Consistência e equilíbrio.
Com mais um competente episódio em explorar relações e reações humanas, The Americans se encaminha para a reta final de sua quarta temporada.
Talvez a interação mais explorada em Dinner For Seven foi entre os personagens de Elizabeth e Pastor Tim, que abrem o episódio inclusive. Confesso que assisti a todas as cenas divididas por ambos com certa tensão, de que qualquer passo em falso de Liz colocasse tudo a perder, como uma revelação bombástica para o telespectador. Mas daí me recordo que isso eu poderia esperar de uma série comum, de edição frenética e plot twists constantes, que necessita desses artifícios para manter a audiência do público. The Americans é uma produção audiovisual complexa e de refinado trabalho artístico de roteiro e desenvolvimento de personagens.
Elizabeth flerta aqui com uma espécie de expiação, de uma vontade quase que incontrolável de ser absolvida de “seus pecados”, sendo o mais recente destruir o relacionamento entre Don e Young Hee. Ela quer confessar ao Pastor suas aflições, ao mesmo tempo que busca conscientemente uma aproximação planejada com o mentor da filha. Também gostei da tensão construída em torno dele descobrir a profissão de Stan, entretanto o roteiro sólido resolve o impasse com um fato simples e verdadeiro: os Jennings residem lá muito antes do vizinho agente do FBI.

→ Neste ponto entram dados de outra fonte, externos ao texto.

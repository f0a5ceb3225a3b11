/*
   Streaming zip file reader and writer, in pure Rust.
   Copyright (C) 2022 Matheus Xavier <mxavier@neonimp.com>

   This program is free software: you can redistribute it and/or modify
   it under the terms of the GNU Lesser General Public License as published by
   the Free Software Foundation, either version 3 of the License, or
   (at your option) any later version.

   This program is distributed in the hope that it will be useful,
   but WITHOUT ANY WARRANTY; without even the implied warranty of
   MERCHANTABILITY or FITNESS FOR A PARTICULAR PURPOSE.  See the
   GNU General Public License for more details.

   You should have received a copy of the GNU Lesser General Public License
   along with this program.  If not, see <https://www.gnu.org/licenses/>.
*/

//! Single-pass ZIP archive I/O over forward-only byte streams.
//!
//! The reader never seeks and the writer never backpatches: entries are
//! produced and consumed strictly in stream order. What makes that possible
//! is a small set of building blocks layered under the container protocol:
//!
//! * [`rewind::RewindReader`] lets a decoder push back bytes it read past
//!   the end of a compressed payload;
//! * [`spool::EntrySpool`] buffers an entry's payload so its header can be
//!   written with the true size and checksum, spilling to a temporary file
//!   and falling back to a trailing data descriptor for oversized entries;
//! * [`codecs`] adapts the raw DEFLATE primitive (and the stored
//!   pass-through) to the pull/push loops the container drives.
//!
//! Both ends work over any [`std::io::Read`]/[`std::io::Write`]; wrap slow
//! sources in a `BufReader` as usual.

use crc::{Crc, CRC_32_ISO_HDLC};
use thiserror::Error;

pub mod binio;
pub mod codecs;
pub mod reader;
pub mod rewind;
pub mod spool;
pub mod structures;
pub mod writer;

pub use crate::reader::{ArchiveEnd, EntryReader, ZipReader};
pub use crate::spool::BufferPolicy;
pub use crate::structures::{
    CentralDirectory, CompressionMethod, DataDescriptor, EndOfCentralDirectory, LocalFileHeader,
};
pub use crate::writer::{EntryWriter, ZipWriter};

pub const LFH_SIG: u32 = 0x04034b50;
pub const DD_SIG: u32 = 0x08074b50;
pub const CD_SIG: u32 = 0x02014b50;
pub const EOCD_SIG: u32 = 0x06054b50;
pub const EOCD64_SIG: u32 = 0x06064b50;
pub const EOCD64_LOCATOR_SIG: u32 = 0x07064b50;

/// CRC-32 as the zip format defines it (ISO-HDLC polynomial).
pub static CRC32: Crc<u32> = Crc::<u32>::new(&CRC_32_ISO_HDLC);

#[derive(Debug, Error)]
pub enum ZipError {
    #[error("IO exception: {0}")]
    IOError(#[from] std::io::Error),
    #[error("Stream ended before the record was complete")]
    UnexpectedEof,
    #[error("Invalid signature: {0:#010x}")]
    InvalidSignature(u32),
    #[error("Unsupported compression method: {0}")]
    UnsupportedMethod(u16),
    #[error("Corrupt compressed data: {0}")]
    CorruptData(String),
    #[error("Rewind of {requested} bytes exceeds the {available} replayable bytes")]
    InvalidRewind { requested: usize, available: usize },
    #[error("Invalid buffering limits: memory limit {memory} exceeds spool limit {spool}")]
    InvalidBufferLimits { memory: usize, spool: u64 },
    #[error("Checksum mismatch: expected {expected:#010x}, got {actual:#010x}")]
    ChecksumMismatch { expected: u32, actual: u32 },
    #[error("Size mismatch: expected {expected}, got {actual}")]
    SizeMismatch { expected: u64, actual: u64 },
    #[error("Stored entries need their size known before the header is written")]
    UnknownStoredSize,
    #[error("Entry exceeds 4 GiB but was not opened as zip64")]
    Zip64Required,
    #[error("Invalid entry: {0}")]
    InvalidEntry(String),
}

impl PartialEq for ZipError {
    fn eq(&self, other: &Self) -> bool {
        match (self, other) {
            (ZipError::IOError(a), ZipError::IOError(b)) => a.kind() == b.kind(),
            (ZipError::UnexpectedEof, ZipError::UnexpectedEof) => true,
            (ZipError::InvalidSignature(a), ZipError::InvalidSignature(b)) => a == b,
            (ZipError::UnsupportedMethod(a), ZipError::UnsupportedMethod(b)) => a == b,
            (ZipError::CorruptData(a), ZipError::CorruptData(b)) => a == b,
            (
                ZipError::InvalidRewind { requested: a, available: b },
                ZipError::InvalidRewind { requested: c, available: d },
            ) => a == c && b == d,
            (
                ZipError::InvalidBufferLimits { memory: a, spool: b },
                ZipError::InvalidBufferLimits { memory: c, spool: d },
            ) => a == c && b == d,
            (
                ZipError::ChecksumMismatch { expected: a, actual: b },
                ZipError::ChecksumMismatch { expected: c, actual: d },
            ) => a == c && b == d,
            (
                ZipError::SizeMismatch { expected: a, actual: b },
                ZipError::SizeMismatch { expected: c, actual: d },
            ) => a == c && b == d,
            (ZipError::UnknownStoredSize, ZipError::UnknownStoredSize) => true,
            (ZipError::Zip64Required, ZipError::Zip64Required) => true,
            (ZipError::InvalidEntry(a), ZipError::InvalidEntry(b)) => a == b,
            _ => false,
        }
    }
}

pub type Result<T> = std::result::Result<T, ZipError>;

Paige também obteve um merecido destaque durante o episódio. Ela constatar que a relação dissimulada com o Pastor e Alice pode durar para sempre demonstra amadurecimento e perspicácia da personagem. Outro ponto de tensão temporariamente resolvido (mas que pode ser retomado futuramente) era a tal fita que Alice teria gravado para o Departamento de Justiça. O tema não foi discutido com o Pastor e Elizabeth tranquiliza a filha de que o dispositivo pode servir para que os detentores de seu segredo possam se sentir mais “seguros”. Resta saber se Liz se sente realmente tranquila com essa possibilidade.
E o que dizer da tensa sequência final dividida por mãe e filha, abordadas em uma perigosa noite dos anos 80 na capital americana? Elizabeth age com instinto de sobrevivência e não poupa a filha de assistir do que ela é capaz de fazer com as próprias mãos. As consequências do acontecimento são inimagináveis, mas podemos antever que certamente mudará a forma como Paige enxerga a profissão dos pais. É necessário que o roteiro saiba pesar o drama dos conflitos e questionamentos de Paige para não deixar a personagem insuportável – é uma linha bem tênue a não ser cruzada – mas certamente trata-se de um acontecimento bastante significativo para uma adolescente lidar emocionalmente.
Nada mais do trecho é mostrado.